What is the better GPS - Waze or GMaps?

I use GMaps, but would like some opinions on Waze....

Appreciated


----------



## Cableguynoe (Feb 14, 2017)

Can't go wrong with Google maps. My city doesn't have enough traffic for me to see the benefit to using waze


----------



## TheWanderer (Sep 6, 2016)

I use waze.
But I think it is overrated. Both owned by google. G maps uses data from waze, vice versa. Waze will take you on a route that may only be 1 minute faster with indirect and possibly more dangerous turns. Which means more wear and tear on your car. Waze doesn't distguish between difficult routes and simple routes. G maps for the most part has eaylsy routes(i picked up an engineer that works at Google on maps that told me this).



Cableguynoe said:


> Can't go wrong with Google maps. My city doesn't have enough traffic for me to see the benefit to using waze


Agreed, if you are not driving in a congested city that has more than 4 routes to get anywhere, g maps is sufficient. And much cleaner.
The only benefit from using waze outside a city is the crowd sourcing part. For example people will report police traps, pot holes, etc.


----------



## RynoHawk (Mar 15, 2017)

I use Google. Only benefit to Waze may be traffic avoidance and I don't have much problem with that. Most riders are more familiar with Google Maps and more likely to trust their routing.


----------



## Sonoran Hot Dog (Jun 18, 2016)

I've used both and I still can't figure out which one I like better.

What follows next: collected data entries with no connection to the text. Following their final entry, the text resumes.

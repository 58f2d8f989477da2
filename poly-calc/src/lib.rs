//! A stack-based calculator for sparse multivariate polynomials.
//!
//! The calculator reads its input line by line. A line starting with an ASCII letter is a
//! [`Command`]; an empty line or a line starting with `#` is ignored; any other line is parsed as
//! a polynomial and pushed on the stack.
//!
//! ```
//! use poly_calc::Calculator;
//!
//! let input = "(1,1)\n(2,0)\nADD\nPRINT\nPOP\nPOP\n";
//! let (mut out, mut err) = (Vec::new(), Vec::new());
//! Calculator::new().run(input.as_bytes(), &mut out, &mut err).unwrap();
//!
//! assert_eq!(String::from_utf8(out).unwrap(), "(2,0)+(1,1)\n");
//! assert_eq!(String::from_utf8(err).unwrap(), "ERROR 6 STACK UNDERFLOW\n");
//! ```

pub mod calc;
pub mod command;
pub mod error;
pub mod stack;

pub use calc::{Calculator, LineKind};
pub use command::Command;
pub use error::{CalcError, Reason};
pub use stack::PolyStack;
//! Conversion of decimal literals into the numeric domains used by polynomials and calculator
//! commands.
//!
//! Each function accepts an optional leading `-` followed by one or more ASCII digits, and
//! nothing else. Anything that does not have this shape is a [`NumericError::Syntax`] error. A
//! literal that has this shape but whose value does not fit the target domain is a
//! [`NumericError::OutOfRange`] error; this includes any negative literal for an unsigned
//! domain, even `-0`.

use poly_core::{Coeff, Exp, MAX_EXP};
use std::fmt;

/// An error that occurred while converting a numeric literal.
#[derive(Debug, Clone, Copy, PartialEq, Eq)]
pub enum NumericError {
    /// The input is not a number.
    Syntax,

    /// The input is a number, but it lies outside the target domain.
    OutOfRange,
}

impl fmt::Display for NumericError {
    fn fmt(&self, f: &mut fmt::Formatter) -> fmt::Result {
        match self {
            NumericError::Syntax => write!(f, "not a number"),
            NumericError::OutOfRange => write!(f, "number out of range"),
        }
    }
}

impl std::error::Error for NumericError {}

/// Splits the literal into its sign and digits, checking its shape.
fn split_sign(input: &str) -> Result<(bool, &str), NumericError> {
    let (negative, digits) = match input.strip_prefix('-') {
        Some(digits) => (true, digits),
        None => (false, input),
    };

    if digits.is_empty() || !digits.bytes().all(|b| b.is_ascii_digit()) {
        return Err(NumericError::Syntax);
    }

    Ok((negative, digits))
}

/// Accumulates the digits into a magnitude, failing as soon as it exceeds `bound`.
fn magnitude(digits: &str, bound: u64) -> Result<u64, NumericError> {
    digits.bytes().try_fold(0u64, |acc, digit| {
        acc.checked_mul(10)
            .and_then(|acc| acc.checked_add(u64::from(digit - b'0')))
            .filter(|&acc| acc <= bound)
            .ok_or(NumericError::OutOfRange)
    })
}

/// Converts a non-negative literal, bounded by `bound`.
fn parse_unsigned(input: &str, bound: u64) -> Result<u64, NumericError> {
    let (negative, digits) = split_sign(input)?;
    if negative {
        return Err(NumericError::OutOfRange);
    }

    magnitude(digits, bound)
}

/// Parses a monomial exponent, in the range `0..=MAX_EXP`.
pub fn parse_exp(input: &str) -> Result<Exp, NumericError> {
    let value = parse_unsigned(input, u64::from(MAX_EXP))?;
    Exp::try_from(value).map_err(|_| NumericError::OutOfRange)
}

/// Parses a polynomial coefficient, in the range of [`Coeff`].
pub fn parse_coeff(input: &str) -> Result<Coeff, NumericError> {
    let (negative, digits) = split_sign(input)?;
    let value = magnitude(digits, u64::MAX)?;

    if negative {
        0i64.checked_sub_unsigned(value).ok_or(NumericError::OutOfRange)
    } else {
        Coeff::try_from(value).map_err(|_| NumericError::OutOfRange)
    }
}

/// Parses a command parameter, such as a variable index or the number of substitutions, in the
/// range `0..=u64::MAX` (further limited to the range of [`usize`]).
pub fn parse_param(input: &str) -> Result<usize, NumericError> {
    let value = parse_unsigned(input, u64::MAX)?;
    usize::try_from(value).map_err(|_| NumericError::OutOfRange)
}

Whenever I'm in an area with speed traps, I always use Waze since it tells you what the speed limit is for the street you're on (and for the police reporting and other options).

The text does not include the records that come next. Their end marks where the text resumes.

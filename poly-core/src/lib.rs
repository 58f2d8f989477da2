//! Sparse multivariate polynomials with integer coefficients.
//!
//! A polynomial over the variables `x_0, x_1, x_2, ...` is stored as a recursive tree. At every
//! level of the tree, a [`Poly`] is either a [`Poly::Scalar`] (an integer constant), or a
//! [`Poly::Terms`] list of [`Mono`]mials in the variable of that level. The coefficient of each
//! monomial is itself a [`Poly`] over the *next* variable. For example, the polynomial
//! `x_0^2 * (3 + x_1) + 5` is stored as:
//!
//! ```text
//! Terms [
//!     Mono { exp: 0, poly: Scalar(5) },
//!     Mono { exp: 2, poly: Terms [
//!         Mono { exp: 0, poly: Scalar(3) },
//!         Mono { exp: 1, poly: Scalar(1) },
//!     ] },
//! ]
//! ```
//!
//! and printed as `(5,0)+((3,0)+(1,1),2)`.
//!
//! # Canonical form
//!
//! Every [`Poly`] that can be observed outside this crate is in canonical form:
//!
//! - a [`Poly::Terms`] list is never empty;
//! - its monomials are sorted by strictly increasing exponent;
//! - no monomial has the zero polynomial as its coefficient;
//! - a list consisting of a single monomial with exponent `0` and a scalar coefficient is
//! collapsed into that scalar.
//!
//! Because every value has exactly one representation, structural equality ([`PartialEq`]) is
//! also mathematical equality. The only way to build a [`Poly::Terms`] is through
//! [`Poly::from_monos`] (or the algebraic operations, which use it internally), so this cannot
//! be broken from the outside.
//!
//! # Overflow
//!
//! Coefficient arithmetic is performed with wrapping (two's complement) semantics, the same as
//! the integer types of the underlying machine. Multiplying `2^32 * x` by `2^32` yields `0`.
//!
//! Exponents never wrap. They are stored as [`Exp`] (`u64`), which is much wider than the
//! exponents accepted by the parser (at most [`MAX_EXP`]), and are added with saturating
//! arithmetic when monomials are multiplied. A product of non-constant polynomials therefore
//! never collapses into a constant. Products and powers may hold exponents above [`MAX_EXP`];
//! they are printed as usual, but such output cannot be parsed back.

mod fmt;
mod mono;
mod ops;
mod poly;
#[cfg(feature = "serde")]
mod serde_impl;

pub use mono::Mono;
pub use poly::{Poly, Terms};

/// Type of a polynomial coefficient.
pub type Coeff = i64;

/// Type of a monomial exponent.
pub type Exp = u64;

/// The largest exponent that can be written in the textual representation of a polynomial.
pub const MAX_EXP: Exp = i32::MAX as Exp;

However, Google Maps tends to provide more sensible routes, and if you miss a turn or if the passenger asks you to turn onto a specific road, Google Maps is faster at rerouting. Google Maps also has that button that will show you the full route, which is useful for me and anyone else who likes a general overview of where they're going, and it tells you specifically what lane you need to be in, which is handy if you drive on large freeways.


----------



## zenkikat (Jul 28, 2017)

I like Waze since I live in LA and partially do Uber in downtown LA, where it takes us 15 min to travel 2 miles


----------



## Nitro187 (Jul 27, 2017)

Does anyone use the built-in Uber maps, rather than Google & Waze?


----------



## madmoneymike5 (Jul 21, 2017)

Both.

I set Lyft and Uber to navigate using Google Maps on my primary device. I have a secondary device that I use for timers, fuel and mileage tracking, etc. This helps to spread out the load caused by those apps/tools and lets me keep my Uber/Lyft device "clean." But I also use the secondary device to display Waze without a route punched in. I generally put it in a "top down" view with north up. It helps me keep my situational awareness, especially when I'm in unfamiliar territory. If I come to a "conveniently" long enough light and the trip is still reasonably long enough to justify it, I may or may not punch the destination in. Or, if I find myself in a traffic jam that I don't think is going away, I might ask Waze to bail me out. Otherwise, I just let it tell me when there are hazards and traffic jams ahead.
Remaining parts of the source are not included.